[Task instructions] Because only the count matters, report how many lines in the material hold the string "Serialize" and nothing more.
────────
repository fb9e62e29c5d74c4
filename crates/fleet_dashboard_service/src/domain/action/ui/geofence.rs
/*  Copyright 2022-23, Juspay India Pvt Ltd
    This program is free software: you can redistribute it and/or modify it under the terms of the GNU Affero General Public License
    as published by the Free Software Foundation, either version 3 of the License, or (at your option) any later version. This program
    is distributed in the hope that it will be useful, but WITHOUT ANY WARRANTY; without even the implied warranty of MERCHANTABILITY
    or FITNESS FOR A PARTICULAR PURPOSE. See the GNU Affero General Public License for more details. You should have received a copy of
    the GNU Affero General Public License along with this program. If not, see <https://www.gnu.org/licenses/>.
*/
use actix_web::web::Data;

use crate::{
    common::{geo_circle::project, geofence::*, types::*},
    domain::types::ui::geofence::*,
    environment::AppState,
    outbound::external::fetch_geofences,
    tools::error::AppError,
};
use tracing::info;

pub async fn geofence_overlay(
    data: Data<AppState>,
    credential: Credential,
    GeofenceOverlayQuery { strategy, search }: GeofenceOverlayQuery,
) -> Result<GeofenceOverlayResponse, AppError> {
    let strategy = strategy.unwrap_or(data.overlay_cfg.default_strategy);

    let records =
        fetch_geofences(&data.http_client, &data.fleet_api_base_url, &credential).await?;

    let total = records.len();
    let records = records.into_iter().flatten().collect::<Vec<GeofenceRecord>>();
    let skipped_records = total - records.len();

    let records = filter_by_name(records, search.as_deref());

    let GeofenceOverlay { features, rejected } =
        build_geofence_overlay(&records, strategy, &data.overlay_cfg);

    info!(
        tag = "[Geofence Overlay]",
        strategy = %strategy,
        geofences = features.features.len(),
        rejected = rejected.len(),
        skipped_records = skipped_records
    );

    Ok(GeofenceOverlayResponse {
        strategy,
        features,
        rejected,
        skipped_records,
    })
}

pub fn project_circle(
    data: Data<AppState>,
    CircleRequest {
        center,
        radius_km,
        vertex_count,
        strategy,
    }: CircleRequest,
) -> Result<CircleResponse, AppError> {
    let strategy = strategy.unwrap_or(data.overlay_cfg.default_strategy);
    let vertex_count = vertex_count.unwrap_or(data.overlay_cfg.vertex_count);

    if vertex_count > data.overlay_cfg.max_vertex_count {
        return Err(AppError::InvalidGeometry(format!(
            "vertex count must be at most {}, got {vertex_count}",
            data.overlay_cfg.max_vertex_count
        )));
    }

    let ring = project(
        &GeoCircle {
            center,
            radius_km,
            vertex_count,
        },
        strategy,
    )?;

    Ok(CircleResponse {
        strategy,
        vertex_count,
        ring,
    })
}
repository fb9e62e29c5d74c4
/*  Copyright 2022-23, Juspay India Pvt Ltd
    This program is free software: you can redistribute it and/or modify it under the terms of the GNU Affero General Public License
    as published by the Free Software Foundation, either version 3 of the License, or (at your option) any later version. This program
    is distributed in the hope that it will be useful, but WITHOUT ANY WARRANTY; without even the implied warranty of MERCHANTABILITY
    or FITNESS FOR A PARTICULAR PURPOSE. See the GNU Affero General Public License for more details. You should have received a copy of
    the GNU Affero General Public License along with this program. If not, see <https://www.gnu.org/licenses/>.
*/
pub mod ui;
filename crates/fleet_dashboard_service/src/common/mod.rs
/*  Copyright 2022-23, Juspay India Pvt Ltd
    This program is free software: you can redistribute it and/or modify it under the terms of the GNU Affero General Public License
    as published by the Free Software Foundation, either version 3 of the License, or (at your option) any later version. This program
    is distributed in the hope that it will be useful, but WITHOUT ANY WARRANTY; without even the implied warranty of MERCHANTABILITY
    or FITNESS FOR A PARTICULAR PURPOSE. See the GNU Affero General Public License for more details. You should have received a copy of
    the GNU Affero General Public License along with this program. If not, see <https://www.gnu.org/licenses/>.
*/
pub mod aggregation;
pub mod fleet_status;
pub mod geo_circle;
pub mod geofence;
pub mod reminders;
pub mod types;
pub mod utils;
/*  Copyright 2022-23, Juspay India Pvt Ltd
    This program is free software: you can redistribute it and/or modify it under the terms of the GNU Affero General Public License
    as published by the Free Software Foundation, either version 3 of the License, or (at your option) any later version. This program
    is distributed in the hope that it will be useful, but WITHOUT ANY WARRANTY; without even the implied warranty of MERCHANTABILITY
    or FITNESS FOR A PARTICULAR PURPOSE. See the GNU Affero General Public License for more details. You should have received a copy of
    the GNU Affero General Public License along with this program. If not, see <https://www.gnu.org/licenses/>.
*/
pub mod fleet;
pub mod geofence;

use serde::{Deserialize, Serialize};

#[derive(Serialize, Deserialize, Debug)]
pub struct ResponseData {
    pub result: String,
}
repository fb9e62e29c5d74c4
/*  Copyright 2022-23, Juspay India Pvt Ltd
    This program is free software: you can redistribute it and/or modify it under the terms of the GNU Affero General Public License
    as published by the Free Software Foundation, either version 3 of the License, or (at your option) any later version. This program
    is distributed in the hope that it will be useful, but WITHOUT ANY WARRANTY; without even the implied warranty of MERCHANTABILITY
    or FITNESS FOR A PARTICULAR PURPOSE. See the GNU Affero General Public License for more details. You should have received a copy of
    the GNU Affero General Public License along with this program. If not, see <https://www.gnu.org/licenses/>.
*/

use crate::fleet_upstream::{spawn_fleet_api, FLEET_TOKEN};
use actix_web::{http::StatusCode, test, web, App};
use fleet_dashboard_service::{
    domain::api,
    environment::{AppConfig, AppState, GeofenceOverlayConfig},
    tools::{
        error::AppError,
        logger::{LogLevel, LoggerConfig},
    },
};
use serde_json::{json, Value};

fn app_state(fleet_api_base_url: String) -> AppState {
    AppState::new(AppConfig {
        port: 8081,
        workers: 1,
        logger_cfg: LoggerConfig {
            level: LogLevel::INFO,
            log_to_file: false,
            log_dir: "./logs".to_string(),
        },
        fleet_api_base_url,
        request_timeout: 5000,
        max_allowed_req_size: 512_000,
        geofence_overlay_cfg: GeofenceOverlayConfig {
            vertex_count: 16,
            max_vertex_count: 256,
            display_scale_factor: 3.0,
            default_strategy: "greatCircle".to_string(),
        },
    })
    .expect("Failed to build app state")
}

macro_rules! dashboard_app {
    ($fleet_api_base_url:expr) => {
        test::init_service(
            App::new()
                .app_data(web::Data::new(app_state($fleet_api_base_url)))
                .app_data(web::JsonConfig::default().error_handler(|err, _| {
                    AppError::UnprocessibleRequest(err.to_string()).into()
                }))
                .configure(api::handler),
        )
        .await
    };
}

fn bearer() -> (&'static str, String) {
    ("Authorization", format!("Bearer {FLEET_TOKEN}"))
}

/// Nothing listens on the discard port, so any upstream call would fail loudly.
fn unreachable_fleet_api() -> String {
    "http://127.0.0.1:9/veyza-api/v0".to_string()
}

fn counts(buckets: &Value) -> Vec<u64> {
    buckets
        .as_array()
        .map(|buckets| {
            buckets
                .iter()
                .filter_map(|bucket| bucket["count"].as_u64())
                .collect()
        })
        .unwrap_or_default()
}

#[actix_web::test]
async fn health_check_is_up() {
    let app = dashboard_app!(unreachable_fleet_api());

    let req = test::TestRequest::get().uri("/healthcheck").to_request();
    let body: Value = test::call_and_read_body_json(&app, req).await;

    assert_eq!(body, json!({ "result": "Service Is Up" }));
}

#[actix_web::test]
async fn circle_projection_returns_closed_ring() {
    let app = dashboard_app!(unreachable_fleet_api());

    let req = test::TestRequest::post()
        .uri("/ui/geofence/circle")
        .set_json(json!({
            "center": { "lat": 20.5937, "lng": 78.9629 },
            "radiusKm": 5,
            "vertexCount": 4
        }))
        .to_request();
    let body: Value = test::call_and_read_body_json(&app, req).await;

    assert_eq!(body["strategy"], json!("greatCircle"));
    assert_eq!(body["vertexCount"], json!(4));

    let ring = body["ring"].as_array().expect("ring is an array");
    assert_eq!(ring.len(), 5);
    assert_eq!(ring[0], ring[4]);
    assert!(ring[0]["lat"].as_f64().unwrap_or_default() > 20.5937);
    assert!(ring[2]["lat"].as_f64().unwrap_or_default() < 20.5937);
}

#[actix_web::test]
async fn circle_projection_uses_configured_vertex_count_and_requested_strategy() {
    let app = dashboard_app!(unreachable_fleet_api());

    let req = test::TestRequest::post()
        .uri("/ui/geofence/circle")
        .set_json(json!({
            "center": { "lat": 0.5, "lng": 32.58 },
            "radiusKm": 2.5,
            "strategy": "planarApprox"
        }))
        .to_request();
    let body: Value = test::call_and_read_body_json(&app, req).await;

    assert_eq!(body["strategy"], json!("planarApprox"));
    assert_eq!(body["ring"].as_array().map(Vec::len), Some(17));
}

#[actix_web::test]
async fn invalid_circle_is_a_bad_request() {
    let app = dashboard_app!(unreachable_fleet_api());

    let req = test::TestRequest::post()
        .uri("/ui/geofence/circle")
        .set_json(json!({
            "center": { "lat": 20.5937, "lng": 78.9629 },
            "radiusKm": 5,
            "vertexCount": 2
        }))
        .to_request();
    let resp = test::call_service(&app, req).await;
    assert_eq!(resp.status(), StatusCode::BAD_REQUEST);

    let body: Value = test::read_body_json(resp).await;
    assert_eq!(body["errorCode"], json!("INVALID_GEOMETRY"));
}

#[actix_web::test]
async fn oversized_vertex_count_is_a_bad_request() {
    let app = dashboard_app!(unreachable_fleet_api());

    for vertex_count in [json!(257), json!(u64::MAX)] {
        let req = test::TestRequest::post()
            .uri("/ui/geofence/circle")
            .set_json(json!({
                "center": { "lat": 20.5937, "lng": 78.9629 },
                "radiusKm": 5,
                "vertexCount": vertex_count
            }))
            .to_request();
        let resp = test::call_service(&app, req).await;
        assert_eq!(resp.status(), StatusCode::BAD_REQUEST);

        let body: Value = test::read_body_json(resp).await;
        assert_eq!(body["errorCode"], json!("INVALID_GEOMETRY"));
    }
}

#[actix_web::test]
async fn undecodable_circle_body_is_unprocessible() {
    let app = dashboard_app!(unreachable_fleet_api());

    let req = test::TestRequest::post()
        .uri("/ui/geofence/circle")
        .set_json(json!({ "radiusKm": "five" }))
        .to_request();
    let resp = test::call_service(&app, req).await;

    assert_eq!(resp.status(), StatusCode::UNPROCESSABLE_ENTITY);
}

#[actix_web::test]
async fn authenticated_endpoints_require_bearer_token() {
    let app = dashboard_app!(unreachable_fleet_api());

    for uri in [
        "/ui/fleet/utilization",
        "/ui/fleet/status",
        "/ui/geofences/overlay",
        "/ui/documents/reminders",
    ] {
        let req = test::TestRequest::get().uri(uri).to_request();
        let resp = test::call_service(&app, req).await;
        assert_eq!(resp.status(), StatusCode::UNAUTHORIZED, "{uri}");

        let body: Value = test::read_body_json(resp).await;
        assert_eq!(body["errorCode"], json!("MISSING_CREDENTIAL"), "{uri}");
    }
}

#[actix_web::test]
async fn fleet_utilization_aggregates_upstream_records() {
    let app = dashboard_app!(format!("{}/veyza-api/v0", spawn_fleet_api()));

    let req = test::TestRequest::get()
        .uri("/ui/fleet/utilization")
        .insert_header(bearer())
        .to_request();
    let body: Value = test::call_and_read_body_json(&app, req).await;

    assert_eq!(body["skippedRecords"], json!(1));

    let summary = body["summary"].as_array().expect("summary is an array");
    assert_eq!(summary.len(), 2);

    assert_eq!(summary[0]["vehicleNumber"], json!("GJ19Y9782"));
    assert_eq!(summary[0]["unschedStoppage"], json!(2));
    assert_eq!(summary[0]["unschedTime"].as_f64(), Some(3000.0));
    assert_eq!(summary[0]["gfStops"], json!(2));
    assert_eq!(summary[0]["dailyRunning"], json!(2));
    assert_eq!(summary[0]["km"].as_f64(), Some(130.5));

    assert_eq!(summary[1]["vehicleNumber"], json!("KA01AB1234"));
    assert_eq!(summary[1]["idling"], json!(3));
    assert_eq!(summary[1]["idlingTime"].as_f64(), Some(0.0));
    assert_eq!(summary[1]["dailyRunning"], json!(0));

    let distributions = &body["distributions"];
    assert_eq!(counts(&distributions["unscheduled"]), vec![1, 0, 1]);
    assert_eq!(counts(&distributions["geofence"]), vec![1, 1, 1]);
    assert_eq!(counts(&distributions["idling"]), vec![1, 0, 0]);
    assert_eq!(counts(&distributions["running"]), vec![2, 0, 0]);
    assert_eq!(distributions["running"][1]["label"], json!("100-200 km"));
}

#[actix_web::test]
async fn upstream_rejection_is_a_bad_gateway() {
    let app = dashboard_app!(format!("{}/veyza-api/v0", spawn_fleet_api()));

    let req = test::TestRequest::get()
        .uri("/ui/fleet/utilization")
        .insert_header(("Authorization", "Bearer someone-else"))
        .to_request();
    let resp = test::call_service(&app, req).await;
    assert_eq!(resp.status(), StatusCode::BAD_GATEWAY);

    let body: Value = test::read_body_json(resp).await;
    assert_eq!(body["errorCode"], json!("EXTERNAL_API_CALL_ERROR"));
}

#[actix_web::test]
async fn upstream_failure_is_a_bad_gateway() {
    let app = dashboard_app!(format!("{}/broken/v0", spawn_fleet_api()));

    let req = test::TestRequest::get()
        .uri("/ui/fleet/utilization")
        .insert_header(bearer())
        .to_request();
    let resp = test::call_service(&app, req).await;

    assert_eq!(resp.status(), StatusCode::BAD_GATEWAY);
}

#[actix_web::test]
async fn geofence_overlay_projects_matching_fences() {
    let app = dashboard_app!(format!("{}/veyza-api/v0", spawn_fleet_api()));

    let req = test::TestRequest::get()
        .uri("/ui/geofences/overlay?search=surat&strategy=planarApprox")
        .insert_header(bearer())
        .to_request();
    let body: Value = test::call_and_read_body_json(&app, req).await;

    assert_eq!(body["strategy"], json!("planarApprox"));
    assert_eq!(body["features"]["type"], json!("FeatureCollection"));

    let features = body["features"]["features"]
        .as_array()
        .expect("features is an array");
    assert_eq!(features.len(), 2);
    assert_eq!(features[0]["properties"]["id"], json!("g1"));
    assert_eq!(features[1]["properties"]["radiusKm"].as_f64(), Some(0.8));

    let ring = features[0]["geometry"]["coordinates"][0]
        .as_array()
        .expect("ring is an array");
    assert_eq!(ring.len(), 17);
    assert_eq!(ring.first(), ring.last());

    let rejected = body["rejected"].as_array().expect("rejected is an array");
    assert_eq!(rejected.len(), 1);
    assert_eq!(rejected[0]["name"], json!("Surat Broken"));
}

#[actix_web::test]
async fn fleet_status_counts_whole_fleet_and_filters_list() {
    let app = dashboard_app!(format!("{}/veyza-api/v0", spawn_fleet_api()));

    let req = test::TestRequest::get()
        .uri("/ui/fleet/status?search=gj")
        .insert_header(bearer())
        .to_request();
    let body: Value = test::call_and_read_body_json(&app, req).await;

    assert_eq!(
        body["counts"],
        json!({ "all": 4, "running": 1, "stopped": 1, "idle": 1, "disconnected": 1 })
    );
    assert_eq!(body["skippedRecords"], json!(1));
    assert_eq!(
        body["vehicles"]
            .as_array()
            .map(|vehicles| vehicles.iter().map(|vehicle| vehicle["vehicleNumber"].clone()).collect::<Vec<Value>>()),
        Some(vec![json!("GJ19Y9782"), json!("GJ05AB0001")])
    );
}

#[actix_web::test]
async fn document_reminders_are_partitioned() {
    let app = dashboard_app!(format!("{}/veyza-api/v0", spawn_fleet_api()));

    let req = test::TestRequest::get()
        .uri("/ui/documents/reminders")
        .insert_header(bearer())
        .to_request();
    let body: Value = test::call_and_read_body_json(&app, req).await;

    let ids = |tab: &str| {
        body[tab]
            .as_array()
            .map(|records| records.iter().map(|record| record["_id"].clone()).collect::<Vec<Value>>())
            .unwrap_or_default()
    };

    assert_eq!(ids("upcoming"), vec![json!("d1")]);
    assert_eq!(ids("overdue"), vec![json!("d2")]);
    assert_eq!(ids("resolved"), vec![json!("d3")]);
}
────────
[Written solution] 2